What lines in the entries hold the string "positional"? List them.
*** Opening of INPUT ***
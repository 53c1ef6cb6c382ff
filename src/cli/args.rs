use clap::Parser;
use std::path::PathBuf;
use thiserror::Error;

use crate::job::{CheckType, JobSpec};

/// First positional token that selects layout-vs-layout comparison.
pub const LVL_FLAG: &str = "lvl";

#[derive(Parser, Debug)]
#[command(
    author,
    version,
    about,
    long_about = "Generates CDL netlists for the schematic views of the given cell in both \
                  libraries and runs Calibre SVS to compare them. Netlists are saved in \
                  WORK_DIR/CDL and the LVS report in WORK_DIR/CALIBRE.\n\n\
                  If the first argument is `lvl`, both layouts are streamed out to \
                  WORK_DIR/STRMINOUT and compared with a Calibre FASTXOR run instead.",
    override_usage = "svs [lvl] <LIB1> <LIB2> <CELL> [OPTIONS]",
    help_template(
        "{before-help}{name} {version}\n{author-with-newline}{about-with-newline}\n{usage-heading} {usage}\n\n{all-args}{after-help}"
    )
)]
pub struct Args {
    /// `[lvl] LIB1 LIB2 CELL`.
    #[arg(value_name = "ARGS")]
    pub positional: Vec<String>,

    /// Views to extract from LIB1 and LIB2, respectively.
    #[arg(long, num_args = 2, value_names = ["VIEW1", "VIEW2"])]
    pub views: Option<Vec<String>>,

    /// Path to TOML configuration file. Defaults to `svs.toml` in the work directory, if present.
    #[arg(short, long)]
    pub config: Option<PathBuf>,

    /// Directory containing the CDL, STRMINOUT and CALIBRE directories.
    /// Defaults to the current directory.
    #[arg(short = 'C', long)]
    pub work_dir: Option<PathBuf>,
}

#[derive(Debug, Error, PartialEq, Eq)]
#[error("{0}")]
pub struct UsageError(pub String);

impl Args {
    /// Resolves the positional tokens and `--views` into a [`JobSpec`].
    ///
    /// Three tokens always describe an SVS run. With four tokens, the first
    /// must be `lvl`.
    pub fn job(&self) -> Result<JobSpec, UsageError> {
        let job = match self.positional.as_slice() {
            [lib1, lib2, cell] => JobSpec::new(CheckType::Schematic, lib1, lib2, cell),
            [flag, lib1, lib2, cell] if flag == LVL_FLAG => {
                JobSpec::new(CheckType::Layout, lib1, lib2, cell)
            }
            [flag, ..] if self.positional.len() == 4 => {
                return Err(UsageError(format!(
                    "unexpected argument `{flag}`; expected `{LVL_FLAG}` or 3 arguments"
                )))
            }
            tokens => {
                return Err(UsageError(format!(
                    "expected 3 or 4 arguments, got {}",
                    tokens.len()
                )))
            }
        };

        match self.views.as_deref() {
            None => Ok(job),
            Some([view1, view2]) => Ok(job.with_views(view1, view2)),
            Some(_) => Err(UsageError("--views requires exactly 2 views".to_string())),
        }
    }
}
*** Close of INPUT ***
*** Opening of INPUT ***
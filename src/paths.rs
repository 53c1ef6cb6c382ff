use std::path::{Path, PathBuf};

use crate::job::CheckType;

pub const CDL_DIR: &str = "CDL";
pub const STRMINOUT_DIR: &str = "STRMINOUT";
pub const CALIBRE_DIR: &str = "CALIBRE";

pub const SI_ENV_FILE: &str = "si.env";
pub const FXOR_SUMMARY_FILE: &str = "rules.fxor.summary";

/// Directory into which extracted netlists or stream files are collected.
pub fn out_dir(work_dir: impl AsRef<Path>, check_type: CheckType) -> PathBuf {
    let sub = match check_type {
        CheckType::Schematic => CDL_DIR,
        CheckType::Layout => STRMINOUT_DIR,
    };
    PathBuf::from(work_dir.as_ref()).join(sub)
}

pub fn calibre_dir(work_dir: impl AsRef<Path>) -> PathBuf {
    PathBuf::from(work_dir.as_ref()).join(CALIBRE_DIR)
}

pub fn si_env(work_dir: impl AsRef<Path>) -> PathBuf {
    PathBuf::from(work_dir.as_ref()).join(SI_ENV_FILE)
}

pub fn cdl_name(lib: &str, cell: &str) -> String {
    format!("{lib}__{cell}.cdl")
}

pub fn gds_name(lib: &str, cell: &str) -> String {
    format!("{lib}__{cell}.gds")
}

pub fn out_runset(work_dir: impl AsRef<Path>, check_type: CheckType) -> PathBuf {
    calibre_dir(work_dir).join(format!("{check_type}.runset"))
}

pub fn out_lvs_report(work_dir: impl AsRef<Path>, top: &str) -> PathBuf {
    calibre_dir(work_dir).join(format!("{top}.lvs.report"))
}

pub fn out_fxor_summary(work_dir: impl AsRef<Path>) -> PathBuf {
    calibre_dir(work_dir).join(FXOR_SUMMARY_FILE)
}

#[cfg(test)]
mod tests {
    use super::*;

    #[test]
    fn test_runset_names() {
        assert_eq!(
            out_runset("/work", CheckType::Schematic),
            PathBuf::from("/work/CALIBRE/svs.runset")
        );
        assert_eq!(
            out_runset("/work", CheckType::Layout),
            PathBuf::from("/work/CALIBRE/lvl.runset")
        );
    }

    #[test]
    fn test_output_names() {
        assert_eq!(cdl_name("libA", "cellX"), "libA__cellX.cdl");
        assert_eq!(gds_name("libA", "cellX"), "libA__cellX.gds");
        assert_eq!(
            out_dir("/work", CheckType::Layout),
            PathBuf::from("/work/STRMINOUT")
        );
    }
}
*** Close of INPUT ***
TASK RESULT:
/// First positional token that selects layout-vs-layout comparison.
    pub positional: Vec<String>,
    /// Resolves the positional tokens and `--views` into a [`JobSpec`].
        let job = match self.positional.as_slice() {
            [flag, ..] if self.positional.len() == 4 => {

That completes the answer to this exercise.